MORE than 100 of the frontline warriors in what could be one of Noosa’s next big eco-battles turned out last Sunday to help save Lake Weyba from a proposed major development.
A flotilla of 40 water craft organised by the Friends of Lake Weyba paddled to the earmarked development site for the Kayak for Weyba family day to protest the scale and nature of the Mantle Group’s Noosa on Weyba project.
Local residents and supporters were joined by Noosa-based Sunshine Coast councillors Russell Green and Tony Wellington in a show of unity against a master-planned community that would be outside the Noosa Plan and, according to FOLW, a threat to the “lungs of Noosa”.
“There was a tremendous turnout from the local community, including many who use the lake for family recreation,” FOLW president Anita Brake said.
“There is no doubt that the proposed massive urban development will compromise the public amenity of Lake Weyba, as well as compromise the environmental integrity of the lake and its tributaries, including Weyba Creek.
“The development would be a permanent blot on the Noosa landscape.”
The protesters said apart from putting their semi-rural lifestyle at risk, the project threatened the future of the local kangaroo mob as well as threatened species such as the koala.
Mantle’s Noosa on Weyba website states “the project team will soon submit a master plan with Sunshine Coast Regional Council”.

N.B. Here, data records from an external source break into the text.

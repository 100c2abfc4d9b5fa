use crate::engine::rules::AlertCandidate;
use crate::engine::tracker::DeviceRuntimeState;
use crate::models::{AlertEvent, AlertKind, Sample};
use chrono::Duration;
use std::collections::{HashMap, HashSet, VecDeque};
use uuid::Uuid;

pub const DEFAULT_SEEN_CAPACITY: usize = 10_000;

/// Per-rule cooldown windows.
#[derive(Debug, Clone, PartialEq)]
pub struct Cooldowns {
    by_kind: HashMap<AlertKind, Duration>,
}

impl Default for Cooldowns {
    fn default() -> Self {
        let by_kind = AlertKind::ALL
            .into_iter()
            .map(|kind| {
                let secs = match kind {
                    AlertKind::HarshBraking
                    | AlertKind::HarshAcceleration
                    | AlertKind::HarshCornering
                    | AlertKind::PhoneCall
                    | AlertKind::ProtocolEvent => 30,
                    AlertKind::Overspeed
                    | AlertKind::LowFuel
                    | AlertKind::LowBattery
                    | AlertKind::DriverMissing
                    | AlertKind::Offline
                    | AlertKind::HighTemperature => 60,
                };
                (kind, Duration::seconds(secs))
            })
            .collect();
        Self { by_kind }
    }
}

impl Cooldowns {
    /// Same window for every rule.
    pub fn uniform(window: Duration) -> Self {
        Self {
            by_kind: AlertKind::ALL.into_iter().map(|kind| (kind, window)).collect(),
        }
    }

    pub fn with(mut self, kind: AlertKind, window: Duration) -> Self {
        self.by_kind.insert(kind, window);
        self
    }

    pub fn get(&self, kind: AlertKind) -> Duration {
        self.by_kind.get(&kind).copied().unwrap_or_else(Duration::zero)
    }
}

/// Drops repeated and too-frequent candidates before they reach the sink.
pub struct DedupGate {
    cooldowns: Cooldowns,
    seen: HashSet<Uuid>,
    seen_order: VecDeque<Uuid>,
    seen_capacity: usize,
}

impl DedupGate {
    pub fn new(cooldowns: Cooldowns) -> Self {
        Self::with_capacity(cooldowns, DEFAULT_SEEN_CAPACITY)
    }

    pub fn with_capacity(cooldowns: Cooldowns, seen_capacity: usize) -> Self {
        Self {
            cooldowns,
            seen: HashSet::new(),
            seen_order: VecDeque::new(),
            seen_capacity: seen_capacity.max(1),
        }
    }

    pub fn cooldowns(&self) -> &Cooldowns {
        &self.cooldowns
    }

    /// Admits `candidate` or returns `None` when it is a duplicate or still
    /// inside its rule's cooldown. Timestamps that go backwards relative to
    /// the last admitted alert count as inside the cooldown.
    pub fn admit(
        &mut self,
        candidate: AlertCandidate,
        state: &mut DeviceRuntimeState,
    ) -> Option<AlertEvent> {
        let id = AlertEvent::derive_id(&candidate.device_id, candidate.kind, candidate.timestamp);
        if self.seen.contains(&id) {
            tracing::debug!(
                device_id = %candidate.device_id,
                kind = %candidate.kind,
                "Alert dropped (duplicate id)"
            );
            return None;
        }

        let cooldown = self.cooldowns.get(candidate.kind);
        let cooling = state
            .last_alert_at_by_rule
            .get(&candidate.kind)
            .is_some_and(|last| candidate.timestamp - *last < cooldown);
        if cooling {
            tracing::debug!(
                device_id = %candidate.device_id,
                kind = %candidate.kind,
                "Alert suppressed (cooldown)"
            );
            return None;
        }

        self.remember(id);
        state
            .last_alert_at_by_rule
            .insert(candidate.kind, candidate.timestamp);
        match candidate.kind {
            AlertKind::DriverMissing => state.driver_missing_reported = true,
            AlertKind::Offline => state.offline_reported = true,
            _ => {}
        }

        Some(AlertEvent {
            id,
            device_id: candidate.device_id,
            device_name: candidate.device_name,
            kind: candidate.kind,
            severity: candidate.severity,
            message: candidate.message,
            value: candidate.value,
            threshold: candidate.threshold,
            timestamp: candidate.timestamp,
            latitude: candidate.latitude,
            longitude: candidate.longitude,
            acknowledged: false,
            acknowledged_at: None,
        })
    }

    /// Records `sample` as processed for protocol events and reports whether
    /// it is a new position. Samples without an upstream id always count as new.
    pub fn mark_position(state: &mut DeviceRuntimeState, sample: &Sample) -> bool {
        match sample.id {
            Some(id) if state.last_protocol_position == Some(id) => false,
            Some(id) => {
                state.last_protocol_position = Some(id);
                true
            }
            None => true,
        }
    }

    fn remember(&mut self, id: Uuid) {
        if self.seen_order.len() >= self.seen_capacity {
            if let Some(oldest) = self.seen_order.pop_front() {
                self.seen.remove(&oldest);
            }
        }
        self.seen.insert(id);
        self.seen_order.push_back(id);
    }
}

“Noosa on Weyba is an environmentally sensitive urban development on a 303ha landholding south of Noosa Civic Shopping Centre, partly adjacent to Lake Weyba,” the website says.
“Existing urban development abuts the north, west and southern boundaries of the site.
“Noosa on Weyba will be designed to achieve the EarthCheck Precinct Planning and Design Standard, which recognises environmental, economic and social sustainability.
“Only 19% of the entire landholding (35% of retained land) will be developed, with the remaining land preserved and maintained.”
Mantle says a total of 876 dwellings are proposed, made up of aged-care apartments, retirement-living cottages, residential lots, apartments (maximum 50) and townhouses.
A kiosk/teahouse is suggested as a gateway to Noosa National Park, and a 60m buffer zone from the lake to the nearest structure is required by the Queensland Coastal Plan.